The third iteration of Salesforce’s cloud-based customer service platform lets businesses analyse and respond to customer feedback filtering from social networks such as Twitter and Facebook. The company claims those businesses will be able to manage immense amounts of data through those channels.
Should a customer Tweet or post a Facebook message about a company’s product, and that company uses Service Cloud 3, employees will be able to click on a dashboard tab labelled “Social Conversations” and see that customer’s missive in real-time. Employees can also monitor broader swaths of data, via dashboard metrics such as “Twitter Volume by Product” or “Cases by Channel.”
In addition, employees can also escalate a customer’s case for their colleagues’ attention, and post a solution to a particular issue on a Facebook wall or Twitter.
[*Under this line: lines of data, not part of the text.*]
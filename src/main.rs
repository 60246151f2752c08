//! Discaptcha - verified role lifecycle for Discord guilds
//!
//! This is the main entry point for the discaptcha binary. Each lifecycle
//! command runs one pipeline against one guild and prints its reply.

mod cli;
mod config;
mod dispatch;
mod error;
mod lifecycle;
mod logging;
mod platform;
mod verify;
mod version;

use std::sync::Arc;

use clap::Parser;
use tracing::{debug, info};

use crate::cli::{Cli, Commands, ConfigSubcommand, TargetArgs};
use crate::config::{BotConfig, LoggingSettings};
use crate::dispatch::{AdminCommand, CommandReply, Dispatcher};
use crate::error::{Error, Result};
use crate::lifecycle::RoleLifecycle;
use crate::platform::{DiscordClient, SharedPlatform};

fn main() {
    let cli = Cli::parse();

    match run(cli) {
        Ok(code) => std::process::exit(code),
        Err(e) => {
            eprint!("{}", e.format_for_terminal());
            std::process::exit(e.exit_code());
        }
    }
}

/// Run the parsed command, returning the process exit code
fn run(cli: Cli) -> Result<i32> {
    match &cli.command {
        Commands::Version => {
            version::print_version();
            Ok(0)
        }
        Commands::Config { subcommand } => {
            let quiet_logging = LoggingSettings {
                level: "warn".to_string(),
                ..Default::default()
            };
            let _log_guards = logging::init_logging(&quiet_logging, cli.verbose, cli.quiet)?;
            handle_config_command(subcommand.clone())?;
            Ok(0)
        }
        Commands::Install(target) => run_lifecycle(AdminCommand::Install, target, cli.verbose, cli.quiet),
        Commands::Humanize(target) => run_lifecycle(AdminCommand::Humanize, target, cli.verbose, cli.quiet),
        Commands::Uninstall(target) => {
            run_lifecycle(AdminCommand::Uninstall, target, cli.verbose, cli.quiet)
        }
        Commands::Run { command, target } => match AdminCommand::parse(command) {
            Some(command) => run_lifecycle(command, target, cli.verbose, cli.quiet),
            None => {
                let reply = CommandReply::help();
                eprintln!("{}", reply.message);
                Ok(reply.exit_code)
            }
        },
    }
}

/// Load configuration and apply the per-command CLI overrides
fn load_config(target: &TargetArgs) -> Result<BotConfig> {
    let mut config = BotConfig::load(target.config.as_deref())?;

    if let Some(ref name) = target.role_name {
        config.roles.verified_role_name = name.clone();
    }
    if let Some(ref verifier) = target.verifier {
        config.humanize.verifier = verifier.clone();
    }
    if let Some(concurrency) = target.concurrency {
        config.humanize.concurrency = concurrency;
    }

    config.validate()?;
    Ok(config)
}

/// Run one lifecycle pipeline on a single-threaded runtime
fn run_lifecycle(command: AdminCommand, target: &TargetArgs, verbose: u8, quiet: bool) -> Result<i32> {
    let config = load_config(target)?;

    // The guards must be kept alive until the pipeline has finished
    let _log_guards = logging::init_logging(&config.logging, verbose, quiet)?;

    let build = version::build_info();
    debug!(version = %build.full_version(), "Starting Discaptcha");

    config.require_token()?;
    let verifier = config.humanize.verifier_kind()?.build(config.humanize.min_account_age_days);
    let client = DiscordClient::new(&config.discord, config.humanize.member_page_size)?;
    let platform: SharedPlatform = Arc::new(client);

    let lifecycle =
        RoleLifecycle::new(platform, verifier).with_concurrency(config.humanize.concurrency);
    let dispatcher = Dispatcher::new(lifecycle, config.roles.verified_role_name.clone());

    info!(
        command = %command,
        guild = %target.guild,
        role = %dispatcher.role_name(),
        verifier = %config.humanize.verifier,
        "Configuration loaded"
    );

    let runtime = tokio::runtime::Builder::new_current_thread()
        .enable_all()
        .build()
        .map_err(|e| Error::Internal(format!("Failed to create async runtime: {}", e)))?;

    println!("{}", command.progress_notice());
    let reply = runtime.block_on(dispatcher.execute(command, target.guild));

    if reply.success {
        println!("{}", reply.message);
    } else {
        eprintln!("{}", reply.message);
    }
    Ok(reply.exit_code)
}

/// Handle config subcommands
fn handle_config_command(subcommand: ConfigSubcommand) -> Result<()> {
    match subcommand {
        ConfigSubcommand::Show { config } => {
            let cfg = BotConfig::load(config.as_deref())?;
            println!("{}", toml::to_string_pretty(&cfg.redacted())?);
        }
        ConfigSubcommand::Init { path, force } => {
            let written = config::init_config(path.as_deref(), force)?;
            println!("Configuration file created: {}", written.display());
        }
        ConfigSubcommand::Validate { config } => {
            BotConfig::load(config.as_deref())?;
            println!("Configuration is valid.");
        }
    }

    Ok(())
}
Salesforce has also begun leveraging mobile devices’ video-conferencing features, notably Apple’s FaceTime, to allow customer representatives to resolve an issue in a more face-to-face way.
For some time, Salesforce has advocated the presence of social media tools within the enterprise. In late 2009, the company introduced Salesforce.com for Twitter, which allows customer service personnel to monitor public conversations about a product. Through its AppExchange 2 storefront, Salesforce.com users can also download apps such as Chatter Mass Follower and Chatter Live Tag Cloud.
“We’re standing on the shoulders of these consumer giants,” Benioff told the audience during his keynote, referring to Facebook and similar companies.
He then described a recent trip to Davos, and a conversation with Craig Mundie, Microsoft’s chief research and strategy officer. “I said, you’re an expert in our industry: If Salesforce.com did not exist, how many servers would our 100,000 customers have to buy?”
Mundie apparently did the calculations. “He said, you know, those customers might have to buy 200,000 to 300,000 PC servers,” Benioff said. “That’s the power of the [cloud] model.”
Benioff has spent the past few months trading barbs with Oracle CEO (and former boss) Larry Ellison, who is also determined to move his company aggressively into the CRM and cloud space. In addition, Microsoft has also made no secret of its designs on cloud-based enterprise software.